Sure there are some ‘hot shot’ litigators out to prove themselves, but the grinding reality of the legal field is in its inertia.
>Why? Because organizations are trying to minimize the chances of costly litigation
You’d be surprised how many things like this are HR-initiated. I’ve met human resources representatives who honestly believed that they are legally required to respond to every job applicant.
Much of the morass is a combination of bureaucracy stacking – business/organization + human resources + attorneys + insurance – and the implacable human desire to ‘contribute’ and be seen/recognized for doing so.

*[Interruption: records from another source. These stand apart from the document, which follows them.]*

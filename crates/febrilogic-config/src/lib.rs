//! Configuration loading for FebriLogic.
//! Reads febrilogic.toml from the current directory or the path in the
//! FEBRILOGIC_CONFIG env var. A missing file means defaults.

use serde::{Deserialize, Serialize};
use std::path::{Path, PathBuf};
use thiserror::Error;
use tracing::debug;

pub const CONFIG_ENV: &str = "FEBRILOGIC_CONFIG";
pub const DEFAULT_CONFIG_FILE: &str = "febrilogic.toml";
pub const SYMPTOM_WEIGHTS_ENV: &str = "SYMPTOM_WEIGHTS_FILE";
pub const BIOMARKER_STATS_ENV: &str = "BIOMARKER_STATS_FILE";

#[derive(Debug, Error)]
pub enum ConfigError {
    #[error("Failed to read config file {path}: {source}")]
    Io {
        path: PathBuf,
        #[source]
        source: std::io::Error,
    },

    #[error("Failed to parse config: {0}")]
    Parse(#[from] toml::de::Error),

    #[error("Invalid config: {0}")]
    Invalid(String),
}

pub type Result<T> = std::result::Result<T, ConfigError>;

#[derive(Debug, Clone, Default, PartialEq, Serialize, Deserialize)]
pub struct Config {
    #[serde(default)]
    pub data: DataConfig,
    #[serde(default)]
    pub ranking: RankingConfig,
    #[serde(default)]
    pub logging: LoggingConfig,
}

#[derive(Debug, Clone, PartialEq, Serialize, Deserialize)]
pub struct DataConfig {
    #[serde(default = "default_symptom_weights_file")]
    pub symptom_weights_file: PathBuf,
    #[serde(default = "default_biomarker_stats_file")]
    pub biomarker_stats_file: PathBuf,
}

fn default_symptom_weights_file() -> PathBuf { PathBuf::from("data/symptom_weights.csv") }
fn default_biomarker_stats_file() -> PathBuf { PathBuf::from("data/biomarker_stats.csv") }

impl Default for DataConfig {
    fn default() -> Self {
        Self {
            symptom_weights_file: default_symptom_weights_file(),
            biomarker_stats_file: default_biomarker_stats_file(),
        }
    }
}

#[derive(Debug, Clone, PartialEq, Serialize, Deserialize)]
pub struct RankingConfig {
    /// Candidates reported per distribution.
    #[serde(default = "default_top_k")]
    pub top_k: usize,
}

fn default_top_k() -> usize { 3 }

impl Default for RankingConfig {
    fn default() -> Self {
        Self { top_k: default_top_k() }
    }
}

#[derive(Debug, Clone, PartialEq, Serialize, Deserialize)]
pub struct LoggingConfig {
    /// `tracing_subscriber::EnvFilter` directive; RUST_LOG wins when set.
    #[serde(default = "default_log_filter")]
    pub filter: String,
}

fn default_log_filter() -> String { "febrilogic=info,warn".to_string() }

impl Default for LoggingConfig {
    fn default() -> Self {
        Self { filter: default_log_filter() }
    }
}

mod tests;

impl Config {
    /// Load configuration.
    ///
    /// An explicit path must exist. Otherwise FEBRILOGIC_CONFIG is checked,
    /// then febrilogic.toml; if neither file exists the defaults are used.
    /// Environment overrides are applied last.
    pub fn load(explicit: Option<&Path>) -> Result<Self> {
        let mut config = match explicit {
            Some(path) => Self::from_file(path)?,
            None => {
                let path = std::env::var(CONFIG_ENV)
                    .map(PathBuf::from)
                    .unwrap_or_else(|_| PathBuf::from(DEFAULT_CONFIG_FILE));
                if path.exists() {
                    Self::from_file(&path)?
                } else {
                    debug!(path = %path.display(), "No config file, using defaults");
                    Self::default()
                }
            }
        };

        config.apply_env_overrides(|key| std::env::var(key).ok());
        config.validate()?;
        Ok(config)
    }

    pub fn from_file(path: &Path) -> Result<Self> {
        let content = std::fs::read_to_string(path).map_err(|source| ConfigError::Io {
            path: path.to_path_buf(),
            source,
        })?;
        Self::from_toml_str(&content)
    }

    pub fn from_toml_str(content: &str) -> Result<Self> {
        Ok(toml::from_str(content)?)
    }

    /// Replace table paths with SYMPTOM_WEIGHTS_FILE / BIOMARKER_STATS_FILE
    /// when `lookup` yields a non-empty value.
    pub fn apply_env_overrides<F>(&mut self, lookup: F)
    where
        F: Fn(&str) -> Option<String>,
    {
        if let Some(path) = lookup(SYMPTOM_WEIGHTS_ENV).filter(|v| !v.is_empty()) {
            self.data.symptom_weights_file = PathBuf::from(path);
        }
        if let Some(path) = lookup(BIOMARKER_STATS_ENV).filter(|v| !v.is_empty()) {
            self.data.biomarker_stats_file = PathBuf::from(path);
        }
    }

    pub fn validate(&self) -> Result<()> {
        if self.ranking.top_k == 0 {
            return Err(ConfigError::Invalid("ranking.top_k must be at least 1".to_string()));
        }
        if self.data.symptom_weights_file.as_os_str().is_empty() {
            return Err(ConfigError::Invalid("data.symptom_weights_file is empty".to_string()));
        }
        if self.data.biomarker_stats_file.as_os_str().is_empty() {
            return Err(ConfigError::Invalid("data.biomarker_stats_file is empty".to_string()));
        }
        Ok(())
    }
}
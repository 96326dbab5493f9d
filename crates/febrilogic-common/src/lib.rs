//! Shared value types and errors used across all FebriLogic crates.

pub mod error;
pub mod entities;
pub mod distribution;

// Re-export commonly used types
pub use distribution::{DiseaseProbability, ProbabilityDistribution};
pub use entities::{BiomarkerObservation, DiseaseScore, SymptomObservation};
pub use error::{FebrilogicError, Result};
//! FebriLogic: ranked probabilities for acute febrile illness.
//! Entry point for the command-line binary.

mod cli;
mod commands;

use anyhow::{Context, Result};
use clap::Parser;
use febrilogic_config::Config;
use febrilogic_data::ReferenceData;
use febrilogic_engine::ReferenceTables;
use tracing::info;
use tracing_subscriber::EnvFilter;

use crate::cli::{Cli, Command};

fn main() -> Result<()> {
    let cli = Cli::parse();
    let config = Config::load(cli.config.as_deref()).context("Failed to load configuration")?;

    // Logs go to stderr; stdout carries the JSON report
    tracing_subscriber::fmt()
        .with_env_filter(
            EnvFilter::try_from_default_env().unwrap_or_else(|_| EnvFilter::new(&config.logging.filter)),
        )
        .with_writer(std::io::stderr)
        .init();

    info!(version = env!("CARGO_PKG_VERSION"), "FebriLogic starting");

    let data = ReferenceData::load(&config.data.symptom_weights_file, &config.data.biomarker_stats_file)?;
    info!(
        n_diseases = data.symptom_weights().len(),
        loaded_at = %data.loaded_at(),
        "Reference tables ready"
    );

    let output = match cli.command {
        Command::Diagnose(args) => {
            let top_k = args.top_k.unwrap_or(config.ranking.top_k);
            serde_json::to_string_pretty(&commands::diagnose(&data, &args, top_k)?)?
        }
        Command::Evaluate(args) => {
            let report = commands::evaluate(&data, &args.patients, &args.biomarkers, args.details)?;
            serde_json::to_string_pretty(&report)?
        }
    };
    println!("{output}");

    Ok(())
}
//! CSV loading for the FebriLogic reference tables and patient cohorts.
//!
//! Data sources:
//! - symptom weight table: `disease` column plus one weight column per symptom
//! - biomarker statistics table: `disease` column plus
//!   `pooled_mean_<id>` / `pooled_sd_<id>` column pairs
//! - cohort: a patient CSV with symptom flags and a biomarker CSV keyed by
//!   `patient_id`
//!
//! `parse_*` functions work on any reader and return typed errors;
//! `load_*` functions open files and attach the path as context.

pub mod biomarker_stats;
pub mod cohort;
pub mod symptom_weights;

use std::io::Read;
use std::path::{Path, PathBuf};

use anyhow::Result;
use chrono::{DateTime, Utc};
use febrilogic_common::FebrilogicError;
use febrilogic_engine::severity::{is_severity_stratified, variant_names};
use febrilogic_engine::{BiomarkerTable, ReferenceTables, SymptomWeightTable};
use tracing::{info, warn};

pub use biomarker_stats::{load_biomarker_stats, parse_biomarker_stats};
pub use cohort::{load_cohort, parse_cohort, CohortPatient};
pub use symptom_weights::{load_symptom_weights, parse_symptom_weights};

/// Name of the disease key column in both reference tables.
pub const DISEASE_COLUMN: &str = "disease";

/// Reader with every field trimmed.
pub(crate) fn csv_reader<R: Read>(rdr: R) -> csv::Reader<R> {
    csv::ReaderBuilder::new().trim(csv::Trim::All).from_reader(rdr)
}

/// Position of a column, matched case-insensitively.
pub(crate) fn column(headers: &csv::StringRecord, name: &str) -> Option<usize> {
    headers.iter().position(|h| h.eq_ignore_ascii_case(name))
}

pub(crate) fn require_column(
    headers: &csv::StringRecord,
    name: &str,
    table: &str,
) -> febrilogic_common::Result<usize> {
    column(headers, name)
        .ok_or_else(|| FebrilogicError::InvalidTable(format!("{table}: missing '{name}' column")))
}

// ── Reference data ──────────────────────────────────────────────────────────

/// Both reference tables, loaded once and shared read-only.
#[derive(Debug, Clone)]
pub struct ReferenceData {
    weights: SymptomWeightTable,
    stats: BiomarkerTable,
    /// When the tables were loaded
    loaded_at: DateTime<Utc>,
    /// Source file paths
    sources: Vec<PathBuf>,
}

impl ReferenceData {
    /// Load both tables from CSV files.
    pub fn load(weights_path: &Path, stats_path: &Path) -> Result<Self> {
        info!(
            weights_file = %weights_path.display(),
            stats_file = %stats_path.display(),
            "Loading reference tables"
        );

        let weights = load_symptom_weights(weights_path)?;
        let stats = load_biomarker_stats(stats_path)?;

        let data = Self {
            weights,
            stats,
            loaded_at: Utc::now(),
            sources: vec![weights_path.to_path_buf(), stats_path.to_path_buf()],
        };
        data.warn_on_uncovered_diseases();
        Ok(data)
    }

    /// Wrap tables built in memory.
    pub fn from_tables(weights: SymptomWeightTable, stats: BiomarkerTable) -> Self {
        Self {
            weights,
            stats,
            loaded_at: Utc::now(),
            sources: Vec::new(),
        }
    }

    pub fn loaded_at(&self) -> DateTime<Utc> {
        self.loaded_at
    }

    pub fn sources(&self) -> &[PathBuf] {
        &self.sources
    }

    /// Candidate names (after severity expansion) with no biomarker row.
    /// Such candidates always get an uninformative likelihood.
    pub fn uncovered_diseases(&self) -> Vec<String> {
        self.weights
            .disease_names()
            .iter()
            .flat_map(|name| {
                if is_severity_stratified(name) {
                    let (severe, non_severe) = variant_names(name);
                    vec![severe, non_severe]
                } else {
                    vec![name.clone()]
                }
            })
            .filter(|candidate| self.stats.profile(candidate).is_none())
            .collect()
    }

    fn warn_on_uncovered_diseases(&self) {
        let uncovered = self.uncovered_diseases();
        if !uncovered.is_empty() {
            warn!(
                n_uncovered = uncovered.len(),
                diseases = ?uncovered,
                "Some candidates have no biomarker statistics row"
            );
        }
    }
}

impl ReferenceTables for ReferenceData {
    fn symptom_weights(&self) -> &SymptomWeightTable {
        &self.weights
    }

    fn biomarker_stats(&self) -> &BiomarkerTable {
        &self.stats
    }
}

Every attorney I’ve ever met is absolutely convinced they are representing the best interests of their clients or upholding the system of law or working to support themselves and family. (I’m not saying there aren’t outliers but most believe they are good people doing good work.) Same goes for doctors. Same goes for HR managers and CEOs and boards of directors.
There is a remarkable level of ego, bureaucratic inertia, insularity, individual interest in each component, and at every level.
As flawed as our system may be: A human system compromised of humans will have human flaws. A non-human system will have other flaws. Systems have flaws. What successful systems have is the ability to self-correct.
Additionally, I’ve been to countries without a ‘litigation culture’…and holy sh*t can you tell. What we also have in the U.S. is unchecked insurance culture.
I don’t know about lawyers or pilots, but as an MD, I spend between 50 and 75 hours a year in courses that help me maintain and expand my skills. For example, I shelled out $1500 for an ultrasound-assisted procedures course and another $1200 for an advanced airway management course in FY2015. That’s just the course: it doesn’t count travel, time lost on the job, time lost with family, etc. That’s around $5000 out of pocket (and yes, $5k is a lot of money even for a doctor) for 24 hours of Continuing Medical Education. Online courses are cheaper, yes, but the hands-on skills for Emergency Medicine are absolutely critical.
As for checklists: algorithm-based medicine has its place, but non-physicians think that because the algorithm steps can be easily measured (i.e. you did them or you didn’t) that they should be slavish followed for ‘quality assessment’ and ‘data mining’ purposes…. even when a step, or two – or more – can be clearly detrimental to care. The algorithms provide a good starting point and ensure nothing relating to the algorithm is missed… and rarely do patients fall neatly into algorithms. It is a glorious hour when they do… mostly because it is so infrequent.
Those who like the ‘quality assessment’ and ‘data mining’ = administrators who can point to them and say “See how well we’re doing!?” and insurance companies who can point at them and say “you didn’t do this part! Claim denied!”